Im Laufe der Jahre hat die Neurologie viele Subdisziplinen ausgebildet. Professorin Marianne Dieterich, seit 2008 Nachfolgerin von Professor Brandt als Direktorin der Neurologischen Klinik, führte das Konzept einer breit aufgestellten Neurologie mit verschiedenen Spezialbereichen bei gleichzeitig enger Verknüpfung mit den Nachbardisziplinen fort. Unter ihrer Leitung wurde zum Beispiel die Interdisziplinäre Zentrale Notaufnahme am Campus Großhadern neu organisiert und auch exemplarisch – für andere Kliniken – ausgebaut, erstmals mit einem Neurologen als Leiter.
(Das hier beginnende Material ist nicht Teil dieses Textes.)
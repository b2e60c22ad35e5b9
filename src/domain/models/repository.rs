//! Repository records as delivered by the upstream popular-repository list,
//! plus the enriched and simplified shapes served to clients.

use serde::{Deserialize, Serialize};
use serde_json::{Map, Value};

use super::analysis::RepositoryAnalysis;

/// Repository owner as reported upstream. Every field is optional because the
/// upstream list is not consistent about which ones it fills in.
#[derive(Debug, Clone, Default, PartialEq, Eq, Serialize, Deserialize)]
pub struct Owner {
    #[serde(default, skip_serializing_if = "Option::is_none")]
    pub login: Option<String>,

    #[serde(default, skip_serializing_if = "Option::is_none")]
    pub avatar_url: Option<String>,

    #[serde(rename = "type", default, skip_serializing_if = "Option::is_none")]
    pub owner_type: Option<String>,
}

/// License block as reported upstream.
#[derive(Debug, Clone, Default, PartialEq, Eq, Serialize, Deserialize)]
pub struct License {
    #[serde(default, skip_serializing_if = "Option::is_none")]
    pub name: Option<String>,

    /// Remaining license attributes (`key`, `url`, ...), passed through untouched.
    #[serde(flatten)]
    pub extra: Map<String, Value>,
}

/// An immutable repository record from the upstream list.
///
/// Identity is `full_name` (`owner/name`) and the version is `updated_at`.
/// Everything else is opaque payload: it is formatted into the LLM input and
/// handed back to clients, but never interpreted by the caching pipeline.
/// Unknown upstream attributes are preserved in `extra` so a cached list
/// round-trips without loss.
#[derive(Debug, Clone, PartialEq, Serialize, Deserialize)]
pub struct Repository {
    pub name: String,
    pub full_name: String,

    #[serde(default)]
    pub description: Option<String>,

    #[serde(default, skip_serializing_if = "Option::is_none")]
    pub owner: Option<Owner>,

    #[serde(default)]
    pub homepage: Option<String>,

    #[serde(default)]
    pub created_at: String,

    /// ISO-8601 timestamp; the version component of the analysis cache key.
    #[serde(default)]
    pub updated_at: String,

    #[serde(default)]
    pub stargazers_count: u64,

    #[serde(default, skip_serializing_if = "Option::is_none")]
    pub forks_count: Option<u64>,

    #[serde(default)]
    pub language: Option<String>,

    #[serde(default)]
    pub license: Option<License>,

    /// Either a string array or an object keyed by stringified indices.
    #[serde(default, skip_serializing_if = "Option::is_none")]
    pub topics: Option<Value>,

    #[serde(default, skip_serializing_if = "Option::is_none")]
    pub readme: Option<String>,

    /// Pre-rendered file tree text.
    #[serde(default, skip_serializing_if = "Option::is_none")]
    pub tree: Option<String>,

    #[serde(flatten)]
    pub extra: Map<String, Value>,
}

impl Repository {
    /// Minimal record with only identity and version set.
    pub fn new(
        name: impl Into<String>,
        full_name: impl Into<String>,
        updated_at: impl Into<String>,
    ) -> Self {
        Self {
            name: name.into(),
            full_name: full_name.into(),
            description: None,
            owner: None,
            homepage: None,
            created_at: String::new(),
            updated_at: updated_at.into(),
            stargazers_count: 0,
            forks_count: None,
            language: None,
            license: None,
            topics: None,
            readme: None,
            tree: None,
            extra: Map::new(),
        }
    }
}

/// Response body of the upstream list endpoint.
#[derive(Debug, Clone, Serialize, Deserialize)]
pub struct PopularRepositoriesResponse {
    pub repositories: Vec<Repository>,
}

/// A repository paired with its analysis.
#[derive(Debug, Clone, PartialEq, Serialize, Deserialize)]
pub struct EnhancedRepository {
    #[serde(flatten)]
    pub repository: Repository,
    pub analysis: RepositoryAnalysis,
}

/// Owner block of a [`SimplifiedRepository`]; always fully populated.
#[derive(Debug, Clone, PartialEq, Eq, Serialize, Deserialize)]
pub struct SimplifiedOwner {
    pub login: String,
    pub avatar_url: String,
    #[serde(rename = "type")]
    pub owner_type: String,
}

/// License block of a [`SimplifiedRepository`].
#[derive(Debug, Clone, PartialEq, Eq, Serialize, Deserialize)]
pub struct SimplifiedLicense {
    pub name: String,
}

/// Client-facing repository shape with the analysis flattened to top level.
#[derive(Debug, Clone, PartialEq, Eq, Serialize, Deserialize)]
pub struct SimplifiedRepository {
    pub name: String,
    pub full_name: String,
    pub description: Option<String>,
    pub owner: SimplifiedOwner,
    pub homepage: Option<String>,
    pub created_at: String,
    pub updated_at: String,
    pub stargazers_count: u64,
    pub forks_count: u64,
    pub language: Option<String>,
    pub license: Option<SimplifiedLicense>,
    pub topics: Vec<String>,
    pub category: String,
    pub summary: String,
}

impl From<EnhancedRepository> for SimplifiedRepository {
    fn from(enhanced: EnhancedRepository) -> Self {
        let EnhancedRepository {
            repository: repo,
            analysis,
        } = enhanced;

        let owner = repo.owner.unwrap_or_default();

        Self {
            name: repo.name,
            full_name: repo.full_name,
            description: repo.description,
            owner: SimplifiedOwner {
                login: owner.login.unwrap_or_default(),
                avatar_url: owner.avatar_url.unwrap_or_default(),
                owner_type: owner.owner_type.unwrap_or_default(),
            },
            homepage: repo.homepage,
            created_at: repo.created_at,
            updated_at: repo.updated_at,
            stargazers_count: repo.stargazers_count,
            forks_count: repo.forks_count.unwrap_or(0),
            language: repo.language,
            license: repo.license.map(|license| SimplifiedLicense {
                name: license.name.unwrap_or_default(),
            }),
            topics: normalize_topics(repo.topics.as_ref()),
            category: analysis.category,
            summary: analysis.summary,
        }
    }
}

/// Flatten upstream topics into a plain string list.
///
/// Arrays keep their string elements. Objects are read in numeric key order
/// (`"0"`, `"1"`, ...), keeping only string values.
pub fn normalize_topics(topics: Option<&Value>) -> Vec<String> {
    match topics {
        Some(Value::Array(items)) => items
            .iter()
            .filter_map(|item| item.as_str().map(str::to_string))
            .collect(),
        Some(Value::Object(map)) => {
            let mut entries: Vec<(&String, &Value)> = map.iter().collect();
            entries.sort_by(|(a, _), (b, _)| {
                match (a.parse::<u64>(), b.parse::<u64>()) {
                    (Ok(x), Ok(y)) => x.cmp(&y),
                    _ => a.cmp(b),
                }
            });
            entries
                .into_iter()
                .filter_map(|(_, value)| value.as_str().map(str::to_string))
                .collect()
        }
        _ => Vec::new(),
    }
}
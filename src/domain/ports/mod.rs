//! Port trait definitions (Hexagonal Architecture)
//!
//! Async trait interfaces that infrastructure adapters implement:
//! - KvStore: key-value backend with per-entry TTL
//! - ChatProvider: one chat-completion attempt against the LLM provider
//! - RepositorySource: upstream popular-repository list
//! - RepositoryAnalyzer: analysis of a single repository
//! - Clock: current UTC time
//!
//! Services depend on these traits only, which keeps them testable with
//! in-process fakes.

pub mod chat_provider;
pub mod clock;
pub mod kv_store;
pub mod repository_analyzer;
pub mod repository_source;

pub use chat_provider::{ChatMessage, ChatProvider, ChatRequest};
pub use clock::{Clock, SystemClock};
pub use kv_store::KvStore;
pub use repository_analyzer::RepositoryAnalyzer;
pub use repository_source::RepositorySource;
use std::sync::Arc;
use std::time::Duration;
use tracing::{debug, info, instrument};

use crate::domain::errors::FetchError;
use crate::domain::models::{CacheConfig, Repository};
use crate::domain::ports::{Clock, RepositorySource};
use crate::services::cache_store::CacheStore;
use crate::services::refresh_policy::RefreshWindowPolicy;

/// Cache-first access to the popular-repository list.
///
/// A cached list is trusted unless the refresh window says a forced refresh
/// is due. Upstream failures propagate: without the list there is nothing to
/// serve.
pub struct RepositoryListFetcher {
    cache: Arc<CacheStore>,
    source: Arc<dyn RepositorySource>,
    policy: RefreshWindowPolicy,
    clock: Arc<dyn Clock>,
    list_key: String,
    list_ttl: Duration,
}

impl RepositoryListFetcher {
    pub fn new(
        cache: Arc<CacheStore>,
        source: Arc<dyn RepositorySource>,
        policy: RefreshWindowPolicy,
        clock: Arc<dyn Clock>,
        config: &CacheConfig,
    ) -> Self {
        Self {
            cache,
            source,
            policy,
            clock,
            list_key: config.popular_repos_key.clone(),
            list_ttl: Duration::from_secs(config.popular_repos_ttl_secs),
        }
    }

    #[instrument(skip(self), fields(key = %self.list_key))]
    pub async fn fetch_list(&self) -> Result<Vec<Repository>, FetchError> {
        let now = self.clock.now();
        let last_refresh = self.cache.last_refresh(&self.list_key).await;
        let force_refresh = self.policy.should_force_refresh(now, last_refresh.as_deref());

        if force_refresh {
            info!(
                last_refresh = last_refresh.as_deref().unwrap_or("never"),
                "refresh window open, bypassing cached popular repositories"
            );
        } else if let Some(cached) = self.cache.get_popular_repos(&self.list_key).await {
            debug!(count = cached.len(), "using cached popular repositories");
            return Ok(cached);
        }

        let repositories = self.source.fetch_popular().await?;
        info!(count = repositories.len(), "fetched popular repositories from upstream");

        self.cache
            .store_popular_repos(&self.list_key, &repositories, self.list_ttl, self.clock.now())
            .await;

        Ok(repositories)
    }
}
Auch Professor Günter Höglinger, der seit Anfang 2023 Lehrstuhlinhaber und Klinikdirektor der Neurologischen Klinik sowie des Friedrich-Baur-Instituts am LMU Klinikum ist, versteht das Konzept der Diversifizierung unter Wahrung der Einheit seines Fachs als zukunftsweisend: „Einrichtungen wie das Friedrich-Baur-Institut, das Institut für Schlaganfall und Demenz, das Institut für Neuroimmunologie oder auch das Deutsche Schwindel- und Gleichgewichtszentrum sind mit der Neurologischen Klinik eng verknüpft.“ Und weil die neuroimmunologischen, neurovaskulären und neurodegenerativen Krankheiten in einer Gesellschaft im demografischen Wandel auf dem Vormarsch seien, habe die Intensivierung der Kooperation zwischen den verschiedenen neurologischen Subdisziplinen weiterhin oberste Priorität. Ebenso gelte es, die interdisziplinäre Zusammenarbeit mit anderen Kliniken zu stärken, die Patienten mit vaskulären Erkrankungen behandeln: „Diesem Ansatz trägt auch unser neu gegründetes Neurovaskuläres Zentrum am LMU Klinikum Rechnung“, so Höglinger. Schon jetzt sind neurologische Erkrankungen wie Schlaganfall, Alzheimer-Krankheit und andere Demenzformen, aber auch Bewegungsstörungen wie die Parkinson-Krankheit, Multiple Sklerose, Epilepsien und Nerv-Muskel-Krankheiten in Europa die dritthäufigste Ursache von Behinderungen und vorzeitigen Todesfällen. „Wir rechnen damit, dass die Zahl der Erkrankungen weiter zunehmen wird – und darauf bereiten wir uns vor“, betont Professor Höglinger.